## PROBLEM TO SOLVE
Set down, please, without alteration, the lines of the entries below from the first through the one containing "pub enum ChunkEvent".

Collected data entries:

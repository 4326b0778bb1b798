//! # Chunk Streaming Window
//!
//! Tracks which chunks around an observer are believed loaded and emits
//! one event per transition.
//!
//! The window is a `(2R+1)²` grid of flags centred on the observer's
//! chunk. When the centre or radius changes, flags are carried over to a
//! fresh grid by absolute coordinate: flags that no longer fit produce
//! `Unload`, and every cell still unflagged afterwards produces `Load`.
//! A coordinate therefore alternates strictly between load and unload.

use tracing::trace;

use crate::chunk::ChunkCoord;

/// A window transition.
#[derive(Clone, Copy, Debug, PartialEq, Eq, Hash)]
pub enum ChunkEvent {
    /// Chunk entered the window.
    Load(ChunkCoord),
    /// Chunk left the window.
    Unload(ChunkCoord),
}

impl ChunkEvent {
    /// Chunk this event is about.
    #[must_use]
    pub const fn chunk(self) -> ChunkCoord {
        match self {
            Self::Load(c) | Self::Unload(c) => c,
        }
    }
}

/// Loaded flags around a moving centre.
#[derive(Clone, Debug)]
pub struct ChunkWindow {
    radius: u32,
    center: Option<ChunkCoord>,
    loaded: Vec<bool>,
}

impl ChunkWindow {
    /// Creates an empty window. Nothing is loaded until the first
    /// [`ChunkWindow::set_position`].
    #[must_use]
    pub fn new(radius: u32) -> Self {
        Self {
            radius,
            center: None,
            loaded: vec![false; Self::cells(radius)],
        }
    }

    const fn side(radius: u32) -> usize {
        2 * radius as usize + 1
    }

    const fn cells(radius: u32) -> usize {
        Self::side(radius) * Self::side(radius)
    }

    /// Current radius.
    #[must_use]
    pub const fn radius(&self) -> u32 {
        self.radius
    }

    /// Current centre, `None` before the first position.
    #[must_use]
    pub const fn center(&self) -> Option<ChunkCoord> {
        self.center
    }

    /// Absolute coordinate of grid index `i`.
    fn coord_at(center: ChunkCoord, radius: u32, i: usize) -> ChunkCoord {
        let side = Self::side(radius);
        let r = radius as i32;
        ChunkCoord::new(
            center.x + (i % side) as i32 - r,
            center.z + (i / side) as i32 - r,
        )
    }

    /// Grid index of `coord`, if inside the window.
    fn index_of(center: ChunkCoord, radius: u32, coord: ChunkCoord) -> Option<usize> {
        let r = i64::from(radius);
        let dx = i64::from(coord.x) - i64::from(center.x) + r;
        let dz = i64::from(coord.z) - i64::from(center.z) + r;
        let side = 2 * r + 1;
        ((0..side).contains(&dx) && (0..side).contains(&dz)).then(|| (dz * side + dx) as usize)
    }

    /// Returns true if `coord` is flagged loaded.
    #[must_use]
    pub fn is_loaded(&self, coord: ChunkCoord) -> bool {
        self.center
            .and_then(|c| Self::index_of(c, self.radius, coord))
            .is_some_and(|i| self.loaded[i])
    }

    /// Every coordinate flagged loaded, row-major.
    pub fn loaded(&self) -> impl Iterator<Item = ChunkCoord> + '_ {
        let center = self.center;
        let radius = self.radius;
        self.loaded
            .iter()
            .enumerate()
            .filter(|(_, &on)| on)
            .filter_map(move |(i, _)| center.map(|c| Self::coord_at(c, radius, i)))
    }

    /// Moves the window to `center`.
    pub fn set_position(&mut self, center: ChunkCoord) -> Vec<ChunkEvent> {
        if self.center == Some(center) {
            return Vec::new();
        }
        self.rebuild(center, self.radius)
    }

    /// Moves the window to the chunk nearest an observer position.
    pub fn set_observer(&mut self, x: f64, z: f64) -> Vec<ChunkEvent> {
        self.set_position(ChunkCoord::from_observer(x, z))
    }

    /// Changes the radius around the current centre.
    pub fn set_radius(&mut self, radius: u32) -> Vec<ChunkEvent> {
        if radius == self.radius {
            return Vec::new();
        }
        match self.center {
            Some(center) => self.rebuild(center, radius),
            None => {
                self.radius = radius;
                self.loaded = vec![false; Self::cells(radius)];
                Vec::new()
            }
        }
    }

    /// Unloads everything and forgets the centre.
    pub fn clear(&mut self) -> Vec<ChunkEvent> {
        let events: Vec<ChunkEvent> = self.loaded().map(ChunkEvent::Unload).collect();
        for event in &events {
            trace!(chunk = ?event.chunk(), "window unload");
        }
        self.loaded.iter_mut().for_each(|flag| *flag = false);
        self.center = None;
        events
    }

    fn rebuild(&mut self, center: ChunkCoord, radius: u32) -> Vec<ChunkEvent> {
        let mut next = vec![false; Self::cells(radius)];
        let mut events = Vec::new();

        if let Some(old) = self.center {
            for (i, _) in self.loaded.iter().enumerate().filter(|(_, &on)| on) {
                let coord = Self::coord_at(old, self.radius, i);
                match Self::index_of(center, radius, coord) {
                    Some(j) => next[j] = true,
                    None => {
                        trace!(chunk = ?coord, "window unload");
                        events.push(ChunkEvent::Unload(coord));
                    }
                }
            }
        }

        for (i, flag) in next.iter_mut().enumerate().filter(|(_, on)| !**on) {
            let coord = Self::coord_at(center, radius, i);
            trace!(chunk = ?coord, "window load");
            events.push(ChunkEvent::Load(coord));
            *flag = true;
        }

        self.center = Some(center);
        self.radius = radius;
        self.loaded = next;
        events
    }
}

## RESULT OF THE EXERCISE
repository 4326b0778bb1b798
//! # Chunk Streaming Window
//!
//! Tracks which chunks around an observer are believed loaded and emits
//! one event per transition.
//!
//! The window is a `(2R+1)²` grid of flags centred on the observer's
//! chunk. When the centre or radius changes, flags are carried over to a
//! fresh grid by absolute coordinate: flags that no longer fit produce
//! `Unload`, and every cell still unflagged afterwards produces `Load`.
//! A coordinate therefore alternates strictly between load and unload.

use tracing::trace;

use crate::chunk::ChunkCoord;

/// A window transition.
#[derive(Clone, Copy, Debug, PartialEq, Eq, Hash)]
pub enum ChunkEvent {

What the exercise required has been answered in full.